Install from CRAN with:
install.packages("mlfit")
Or the development version from GitHub:
# install.packages("devtools")
devtools::install_github("mlfit/mlfit")
Here is a multi-level fitting example with a reference sample
(reference_sample
) and two control tables (individual_control
and
group_control
). Each row of reference_sample
represents an
individual in a sample of a population, where HHNR
is their group ID
and PNR
is their individual ID, APER
and WKSTAT
are
individial-level charateristics, and CAR
is the only household
characteristic of the sample population.

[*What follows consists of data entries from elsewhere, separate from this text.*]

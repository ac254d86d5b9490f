//! Resource definitions and their per-request parameter functions

use crate::query::{BrowseKind, SearchMode, SearchRequest, is_field_comparison};
use serde::Serialize;

/// Placeholder the fetch runtime replaces with the current offset
pub const RESULT_OFFSET_PLACEHOLDER: &str = "%{resultOffset}";

/// Where a resource is fetched from
#[derive(Debug, Clone, Copy)]
pub enum ResourcePath {
    Static(&'static str),
    /// Computed per request; `None` leaves the resource inactive
    PerRequest(fn(&SearchRequest) -> Option<&'static str>),
}

impl ResourcePath {
    #[must_use]
    pub fn resolve(&self, request: &SearchRequest) -> Option<&'static str> {
        match self {
            Self::Static(path) => Some(*path),
            Self::PerRequest(path) => path(request),
        }
    }

    fn describe(&self) -> String {
        match self {
            Self::Static(path) => (*path).to_string(),
            Self::PerRequest(_) => "<per request>".to_string(),
        }
    }
}

/// Key of the records array in the response
#[derive(Debug, Clone, Copy)]
pub enum RecordsKey {
    Static(&'static str),
    PerRequest(fn(&SearchRequest) -> &'static str),
}

impl RecordsKey {
    #[must_use]
    pub fn resolve(&self, request: &SearchRequest) -> &'static str {
        match self {
            Self::Static(key) => *key,
            Self::PerRequest(key) => key(request),
        }
    }

    fn describe(&self) -> String {
        match self {
            Self::Static(key) => (*key).to_string(),
            Self::PerRequest(_) => "<per request>".to_string(),
        }
    }
}

/// When the runtime fetches a resource on its own
#[derive(Debug, Clone, Copy, PartialEq, Eq, Serialize)]
#[serde(rename_all = "camelCase")]
pub enum FetchPolicy {
    /// Only on explicit request (exports)
    Never,
    /// Whenever the fetch gate allows it
    Gated,
}

#[derive(Debug, Clone, Copy, PartialEq, Eq, Serialize)]
#[serde(rename_all = "camelCase")]
pub enum ResultDensity {
    Sparse,
}

/// Paging shape of an accumulating resource
#[derive(Debug, Clone, Copy, PartialEq, Eq, Serialize)]
#[serde(rename_all = "camelCase")]
pub struct Pagination {
    pub per_request: u32,
    pub result_offset: &'static str,
    pub result_density: Option<ResultDensity>,
}

/// Which dynamic parameters a resource sends
#[derive(Debug, Clone, Copy, Default, PartialEq, Eq, Serialize)]
#[serde(rename_all = "camelCase")]
pub struct DynamicParams {
    pub query: bool,
    pub highlight_match: bool,
    pub preceding_records_count: bool,
}

/// A named resource of the manifest
#[derive(Debug, Clone)]
pub struct ResourceDefinition {
    pub name: &'static str,
    pub path: ResourcePath,
    pub records: RecordsKey,
    pub pagination: Option<Pagination>,
    pub accumulate: bool,
    pub fetch: FetchPolicy,
    /// Backend errors are reported through the runtime, never raised
    pub throw_errors: bool,
    pub params: DynamicParams,
    /// Send the request without parameters when no query can be built
    pub static_fallback: bool,
}

/// Serializable description of a resource
#[derive(Debug, Clone, Serialize)]
#[serde(rename_all = "camelCase")]
pub struct ResourceShape {
    pub name: &'static str,
    pub path: String,
    pub records: String,
    pub pagination: Option<Pagination>,
    pub accumulate: bool,
    pub fetch: FetchPolicy,
    pub throw_errors: bool,
    pub params: DynamicParams,
}

impl ResourceDefinition {
    #[must_use]
    pub fn shape(&self) -> ResourceShape {
        ResourceShape {
            name: self.name,
            path: self.path.describe(),
            records: self.records.describe(),
            pagination: self.pagination,
            accumulate: self.accumulate,
            fetch: self.fetch,
            throw_errors: self.throw_errors,
            params: self.params,
        }
    }
}

/// A request handed to the fetch runtime
#[derive(Debug, Clone, PartialEq, Eq, Serialize)]
#[serde(rename_all = "camelCase")]
pub struct ResourceRequest {
    pub resource: String,
    pub path: String,
    pub records: String,
    #[serde(skip_serializing_if = "Option::is_none")]
    pub query: Option<String>,
    #[serde(skip_serializing_if = "Option::is_none")]
    pub limit: Option<u32>,
    pub offset: u64,
    #[serde(skip_serializing_if = "Option::is_none")]
    pub highlight_match: Option<bool>,
    #[serde(skip_serializing_if = "Option::is_none")]
    pub preceding_records_count: Option<u32>,
}

/// Browse endpoints are used for browse indexes and relational queries
#[must_use]
pub fn is_browse_request(request: &SearchRequest) -> bool {
    SearchMode::from_index(request.index_name()).is_browse() || is_field_comparison(request.query())
}

/// Free-text queries are highlighted, relational expressions are not
#[must_use]
pub fn highlight_match(request: &SearchRequest) -> bool {
    let query = request.query();
    !query.is_empty() && !is_field_comparison(query)
}

/// Number of records to fetch before a browse anchor
#[must_use]
pub fn preceding_records_count(request: &SearchRequest, count: u32) -> Option<u32> {
    is_browse_request(request).then_some(count)
}

/// Records array key: browse responses carry `items`
#[must_use]
pub fn records_key(request: &SearchRequest) -> &'static str {
    if is_browse_request(request) { "items" } else { "instances" }
}

/// Search endpoint, inactive while browsing
#[must_use]
pub fn search_path(request: &SearchRequest) -> Option<&'static str> {
    match SearchMode::from_index(request.index_name()) {
        SearchMode::RangeBrowse(_) => None,
        _ => Some("search/instances"),
    }
}

/// Browse endpoint for the selected browse kind
#[must_use]
pub fn browse_path(request: &SearchRequest) -> Option<&'static str> {
    SearchMode::from_index(request.index_name())
        .browse_kind()
        .map(BrowseKind::path)
}
//! Unit tests for query error types

#[cfg(test)]
mod tests {
    use crate::query::error::QueryError;
    use crate::segments::SegmentError;
    use std::error::Error;

    #[test]
    fn test_unknown_index_display() {
        let error = QueryError::UnknownIndex("barcode".to_string());
        assert_eq!(error.to_string(), "Unknown search index 'barcode'");
    }

    #[test]
    fn test_segment_error_conversion() {
        let error: QueryError = SegmentError::UnknownSegment("authorities".to_string()).into();

        assert!(error.to_string().contains("Segment error"));
        assert!(error.to_string().contains("authorities"));
        assert!(error.source().is_some());
    }

    #[test]
    fn test_unknown_index_has_no_source() {
        let error = QueryError::UnknownIndex("x".to_string());
        assert!(error.source().is_none());
    }

    #[test]
    fn test_error_is_send_sync() {
        fn assert_send_sync<T: Send + Sync>() {}
        assert_send_sync::<QueryError>();
    }
}
//! Request state normalization
//!
//! Syncs the persisted query record with the incoming request, settles the
//! effective sort, applies browse defaults and asks the template resolver for
//! the CQL fragment.

use super::error::QueryError;
use super::identifiers::IdentifierType;
use super::mode::{SearchMode, has_sort_directive};
use super::request::{DEFAULT_SORT, PersistedQueryState, SearchRequest};
use super::template::TemplateResolver;
use crate::segments::IndexConfig;

/// Query value used when browsing with filters only
pub const BROWSE_MATCH_ALL: &str = "undefined";

/// Everything query composition needs besides the persisted state
#[derive(Debug, Clone, PartialEq, Eq)]
pub struct NormalizedQuery {
    pub mode: SearchMode,

    /// CQL fragment produced by the template resolver
    pub fragment: String,

    /// Escape quotes and backslashes in the query text; off for raw CQL
    pub escape: bool,

    /// The resolver consumed `selectedBrowseResult`
    pub reset_selected_browse_result: bool,
}

/// Normalize `request` against the `previous` persisted state
///
/// Returns the new persisted state and the resolved query. Only the
/// request's own `selectedBrowseResult` selects the exact contributor lookup;
/// the persisted flag is the record a reset is written to. The new state
/// always has an empty `qindex` and a settled `sort`: an explicit key, the
/// default key, or empty for browse modes and raw CQL carrying `sortby`.
///
/// # Errors
///
/// Returns `QueryError::UnknownIndex` if the request names an index that is
/// not registered in `config`.
pub fn normalize(
    previous: &PersistedQueryState,
    request: &SearchRequest,
    config: &IndexConfig,
    identifier_types: &[IdentifierType],
) -> Result<(PersistedQueryState, NormalizedQuery), QueryError> {
    let index = request.index_name();
    let mode = SearchMode::from_index(index);

    // qindex is recomputed from the URL on every navigation
    let mut state = PersistedQueryState {
        qindex: String::new(),
        query: request.query().to_string(),
        browse_point: request.browse_point.clone().unwrap_or_default(),
        filters: request.filters_text.clone().unwrap_or_default(),
        sort: request.sort_field.clone().unwrap_or_default(),
        selected_browse_result: request
            .selected_browse_result
            .unwrap_or(previous.selected_browse_result),
    };

    let mut template_value = state.query.clone();
    let mut browse_point = Some(state.browse_point.clone());

    if mode.is_browse() && state.query.is_empty() && !state.filters.is_empty() {
        state.query = BROWSE_MATCH_ALL.to_string();
        template_value = BROWSE_MATCH_ALL.to_string();
        browse_point = None;
    }

    let resolution = TemplateResolver::new(config, identifier_types).resolve(
        index,
        &template_value,
        browse_point.as_deref(),
        request.selected_browse_result == Some(true),
    )?;

    if mode.is_raw() && has_sort_directive(&state.query) {
        state.sort.clear();
    } else if state.sort.is_empty() {
        state.sort = DEFAULT_SORT.to_string();
    }

    // browse results are ordered by the browse point
    if mode.is_browse() {
        state.sort.clear();
    }

    if resolution.reset_selected_browse_result {
        state.selected_browse_result = false;
    }

    tracing::debug!(
        index,
        sort = %state.sort,
        reset_selected_browse_result = resolution.reset_selected_browse_result,
        "normalized request state"
    );

    let normalized = NormalizedQuery {
        escape: !mode.is_raw(),
        mode,
        fragment: resolution.fragment,
        reset_selected_browse_result: resolution.reset_selected_browse_result,
    };

    Ok((state, normalized))
}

The ‘N’ columns in both control
tables denote how many units of individuals or groups belong to each
category.
library(mlfit)
library(tibble)
reference_sample <- tibble::tribble(
~HHNR, ~PNR, ~APER, ~CAR, ~WKSTAT,
1L, 1L, 3L, "0", "1",
1L, 2L, 3L, "0", "2",
1L, 3L, 3L, "0", "3",
2L, 4L, 2L, "0", "1",
2L, 5L, 2L, "0", "3",
3L, 6L, 3L, "0", "1",
3L, 7L, 3L, "0", "1",
3L, 8L, 3L, "0", "2",
4L, 9L, 3L, "1", "1",
4L, 10L, 3L, "1", "3",
4L, 11L, 3L, "1", "3",
5L, 12L, 3L, "1", "2",
5L, 13L, 3L, "1", "2",
5L, 14L, 3L, "1", "3",
6L, 15L, 2L, "1", "1",
6L, 16L, 2L, "1", "2",
7L, 17L, 5L, "1", "1",
7L, 18L, 5L, "1", "1",
7L, 19L, 5L, "1", "2",
7L, 20L, 5L, "1", "3",
7L, 21L, 5L, "1", "3",
8L, 22L, 2L, "1", "1",
8L, 23L, 2L, "1", "2"
)
individual_control <- tibble::tribble(
~WKSTAT, ~N,
"1", 91L,
"2", 65L,
"3", 104L
)
group_control <- tibble::tribble(
~CAR, ~N,
"0", 35L,
"1", 65L
)
First we need to create a ml_problem
object which defines our
multi-level fitting problem. special_field_names()
is useful for the
field_names
argument to ml_problem()
, this is where we need to
specific the names of the ID columns in our reference sample and the
count column in the control tables.
fitting_problem <- ml_problem(
ref_sample = reference_sample,
controls = list(
individual = list(individual_control),
group = list(group_control)
),
field_names = special_field_names(
groupId = "HHNR",
individualId = "PNR",
count = "N"
)
)
You can use one of the ml_fit_*()
functions to calibrate your fitting
problem, or you can use
ml_fit(ml_problem, algorithm = "<your-selected-algorithm>")
.
fit <- ml_fit(ml_problem = fitting_problem, algorithm = "ipu")
fit
#> An object of class ml_fit
#> Algorithm: ipu
#> Success: TRUE
#> Residuals (absolute): min = -6.41906e-05, max = 0
#> Flat problem:
#> An object of class flat_ml_fit_problem
#> Dimensions: 5 groups, 8 target values
#> Model matrix type: separate
#> Original fitting problem:
#> An object of class ml_problem
#> Reference sample: 23 observations
#> Control totals: 1 at individual, and 1 at group level
mlfit
also provides a function that helps to replicate the reference
sample based on the fitted/calibrated weights. See ?ml_replicate
to
find out which integerisation algorithms are available.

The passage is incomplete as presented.